What struck me the most after watching Edison's recording of a sneeze and Melies's slightly more high-tech films Le Monstre and Le Diable Noir is how little the kinds of things we film have changed. If you type "the sneeze" into the YouTube search bar, approximently six thousand eight hundred and ninety videos come up, including the ever popular Sneezing Panda. I find it completely remarkable that a video of something sneezing has gotten over thirty million hits. The films made by magician Georges Melies are also still highly entertaining. Melies's four minute long short Le Diable Noir is the epitome of the timelessly funny genre of physical comedy. It doesn't matter if it is was fifty years ago, a hundred years ago, or just last week, there is something inherently funny about watching someone be duped over. From fans of Tom and Jerry cartoons to the Home Alone movies, there will alwyas be an audience for this type of humor.

The other thing that I found facinating about the Melies films was that the special effects used to animate the skeleton in Le Monstre and to make people disappear and reappear in Le Diable Noir are still put into practice today. The methods may be simple, but that does not mean that they are not as entertaining and valuable as those used in bigger, more elaborate productions. There is definitely a certain timelessness to Melies's work, if only because of the consistency of human nature. Though film has evolved in several ways, in some aspects it is still the same as in the early years.

Monday, January 26, 2009

Cool?

I have to admit that before Wednesday night, I never bothered to think about my perception of what "cool" is. I simply used it as a word akin to "good" or "interesting", used it to describe things such as a fun locale, an intriguing class, or the latest bizarre diagnosis on House. However, since our class discussion on the endless array of coolness that fills vast outer reaches of pop culture, I haven't been able to stop thinking about what "cool" means. What is it about someone or something that makes us reach into our collective lexicon and pull out the most honored label of "cool"?

Though personally I don't necessarily subscribe to postmodernism, I believe that we can all easily assume that "cool" is relative as well as surprisingly complex. In modern society, it is not uncommon for things as diverse as the Religious Freedom and Civil Marriage Protection Act and Beyonce's new music video to be referred to using the same word: cool. Cool can be anything, and anything can be cool.

For example, Barack Obama (as F. John mentioned) has most definitely been deemed cool by American popular culture. But what is it that makes Obama so cool? Is it his youth, his straightforwardness, his celebrity support? I believe that all of these things contribute to Obama’s coolness, but that a large part of being cool is one’s self-perception. No matter what cool really is, it is both socially and individually defined. This is why not only our president can be called cool, but so can punk rockers, comic book collectors, your local school’s star quarterback, and even aspiring museum curators who like to knit.
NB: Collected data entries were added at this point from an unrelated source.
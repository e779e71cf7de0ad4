//! Runtime wiring: builds every collaborator from a [`CoordinatorConfig`].

use std::sync::Arc;

use anyhow::{Context, Result};
use shared_event_bus::{EventPublisher, FanoutPublisher, FileEventPublisher, MemoryEventBus};
use tracing::info;
use xmrt_feeds::FeedSources;
use xmrt_fusion::{AllocationResult, FusionReport, LeaderboardFusion};
use xmrt_memory_data::{FileStateStore, KeywordRetriever, MemoryService, MemoryStateStore, StateStore};

use crate::{
    config::{CoordinatorConfig, StoreBackend},
    decision::DecisionEngine,
    linker::{ActionDispatcher, CyclePolicy, CycleRunner, TracingDispatcher},
    master::Scheduler,
    module::{AutonomyError, ComponentStatus},
    services::CoordinatorServices,
    state::{AgentStateRepository, CycleRecord},
    telemetry::AutonomyTelemetry,
};

/// Builder for [`AutonomyRuntime`]. Anything not supplied is derived from
/// the configuration.
pub struct AutonomyRuntimeBuilder {
    config: CoordinatorConfig,
    store: Option<Arc<dyn StateStore>>,
    sources: Option<FeedSources>,
    dispatcher: Option<Arc<dyn ActionDispatcher>>,
}

impl AutonomyRuntimeBuilder {
    /// Creates the builder.
    #[must_use]
    pub fn new(config: CoordinatorConfig) -> Self {
        Self {
            config,
            store: None,
            sources: None,
            dispatcher: None,
        }
    }

    /// Uses `store` instead of the configured backend.
    #[must_use]
    pub fn store(mut self, store: Arc<dyn StateStore>) -> Self {
        self.store = Some(store);
        self
    }

    /// Uses `sources` instead of the configured feeds.
    #[must_use]
    pub fn sources(mut self, sources: FeedSources) -> Self {
        self.sources = Some(sources);
        self
    }

    /// Routes custom actions to `dispatcher`.
    #[must_use]
    pub fn dispatcher(mut self, dispatcher: Arc<dyn ActionDispatcher>) -> Self {
        self.dispatcher = Some(dispatcher);
        self
    }

    fn open_store(&self) -> Result<Arc<dyn StateStore>> {
        if let Some(store) = &self.store {
            return Ok(Arc::clone(store));
        }
        Ok(match self.config.store.backend {
            StoreBackend::Memory => Arc::new(MemoryStateStore::new()),
            StoreBackend::File => {
                let path = &self.config.store.path;
                Arc::new(
                    FileStateStore::open(path)
                        .with_context(|| format!("opening state store at {}", path.display()))?,
                )
            }
        })
    }

    /// Wires the runtime. Components are registered but not started; their
    /// status is seeded from the last persisted cycles.
    pub async fn build(self) -> Result<AutonomyRuntime> {
        self.config.validate()?;
        let engine_config = &self.config.engine;
        let store = self.open_store()?;

        let events = Arc::new(MemoryEventBus::new(self.config.telemetry.event_backlog));
        let mut fanout = FanoutPublisher::new().with(events.clone());
        if let Some(path) = &self.config.telemetry.event_log_path {
            let file = FileEventPublisher::new(path)
                .with_context(|| format!("opening event log {}", path.display()))?;
            fanout = fanout.with(Arc::new(file));
        }
        let publisher: Arc<dyn EventPublisher> = Arc::new(fanout);
        let mut telemetry = AutonomyTelemetry::builder("autonomy.runtime").event_publisher(publisher);
        if let Some(path) = &self.config.telemetry.log_path {
            telemetry = telemetry.log_path(path);
        }
        let telemetry = telemetry.build().context("building autonomy telemetry")?;

        let sources = match self.sources {
            Some(sources) => sources,
            None => self.config.feeds.build_sources()?,
        };
        let fusion = LeaderboardFusion::new(
            sources.mining,
            sources.mesh,
            sources.identities,
            sources.mesh_mapping,
            engine_config.fusion_config(),
        )?;

        let memory = MemoryService::new(Arc::clone(&store), engine_config.memory_ttl());
        let decision = DecisionEngine::new(engine_config.decision_config())
            .with_retriever(Arc::new(KeywordRetriever::new(memory.clone())))
            .with_telemetry(telemetry.clone());
        let services = CoordinatorServices::new(
            fusion,
            memory,
            engine_config.treasury_ratio,
            engine_config.call_timeout(),
        )?
        .with_telemetry(telemetry.clone());
        let runner = CycleRunner::new(
            decision,
            services,
            AgentStateRepository::new(store, engine_config.call_timeout()),
            self.dispatcher
                .unwrap_or_else(|| Arc::new(TracingDispatcher)),
        )
        .with_policy(CyclePolicy {
            default_autonomy: engine_config.default_autonomy,
            autonomy_step: engine_config.autonomy_step,
            memory_ttl: engine_config.memory_ttl(),
            outcome_history: engine_config.outcome_history,
        })
        .with_telemetry(telemetry.clone());

        let scheduler = self
            .config
            .component_specs()?
            .into_iter()
            .fold(
                Scheduler::builder(runner)
                    .history_limit(engine_config.history_limit)
                    .telemetry(telemetry.clone()),
                |builder, spec| builder.component(spec),
            )
            .build()?;
        scheduler.restore_status().await;
        info!(
            components = ?scheduler.registry().ids(),
            backend = ?self.config.store.backend,
            "autonomy runtime ready"
        );
        Ok(AutonomyRuntime {
            scheduler: Arc::new(scheduler),
            events,
            telemetry,
        })
    }
}

/// Fully wired coordinator: scheduler, shared services, and event bus.
#[derive(Debug, Clone)]
pub struct AutonomyRuntime {
    scheduler: Arc<Scheduler>,
    events: Arc<MemoryEventBus>,
    telemetry: AutonomyTelemetry,
}

impl AutonomyRuntime {
    /// Returns a builder.
    #[must_use]
    pub fn builder(config: CoordinatorConfig) -> AutonomyRuntimeBuilder {
        AutonomyRuntimeBuilder::new(config)
    }

    /// Scheduler driving the component loops.
    #[must_use]
    pub fn scheduler(&self) -> &Scheduler {
        &self.scheduler
    }

    /// In-process event bus.
    #[must_use]
    pub fn events(&self) -> Arc<MemoryEventBus> {
        Arc::clone(&self.events)
    }

    /// Runtime telemetry handle.
    #[must_use]
    pub const fn telemetry(&self) -> &AutonomyTelemetry {
        &self.telemetry
    }

    /// Starts every registered component.
    pub fn start_all(&self) -> Result<Vec<String>, AutonomyError> {
        self.scheduler.start_all()
    }

    /// Starts one component.
    pub fn start(&self, id: &str) -> Result<(), AutonomyError> {
        self.scheduler.start(id)
    }

    /// Stops one component after its in-flight cycle.
    pub async fn stop(&self, id: &str) -> Result<(), AutonomyError> {
        self.scheduler.stop(id).await
    }

    /// Per-component status.
    #[must_use]
    pub fn status(&self) -> Vec<ComponentStatus> {
        self.scheduler.status()
    }

    /// Most recent leaderboard, if any was ever computed.
    pub async fn leaderboard(&self) -> Option<FusionReport> {
        self.scheduler.runner().services().latest_leaderboard().await
    }

    /// Most recent allocation, if any was ever computed.
    pub async fn allocation(&self) -> Option<AllocationResult> {
        self.scheduler.runner().services().latest_allocation().await
    }

    /// Recent cycles of `id`, oldest first.
    pub async fn history(&self, id: &str, limit: usize) -> Result<Vec<CycleRecord>, AutonomyError> {
        self.scheduler.history(id, limit).await
    }

    /// Stops every component.
    pub async fn shutdown(&self) {
        self.scheduler.shutdown().await;
        info!("autonomy runtime shut down");
    }
}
I think the cool thing about “cool” is that it is essentially indefinable. However indefinable it may be, though, the concept of cool is still worth exploring. I have never had an Honors class that has not somehow changed my perception of the world in some way, and I am positive that this one will not be the exception. Cool is a complicated topic, but I look forward to seeking out all of the different facets of “cool” experienced throughout the last century of film. In the words of Margo Channing—in my opinion, one of the coolest characters to ever grace the Silver Screen--, “Fasten your seatbelts, it’s going to be a bumpy night.”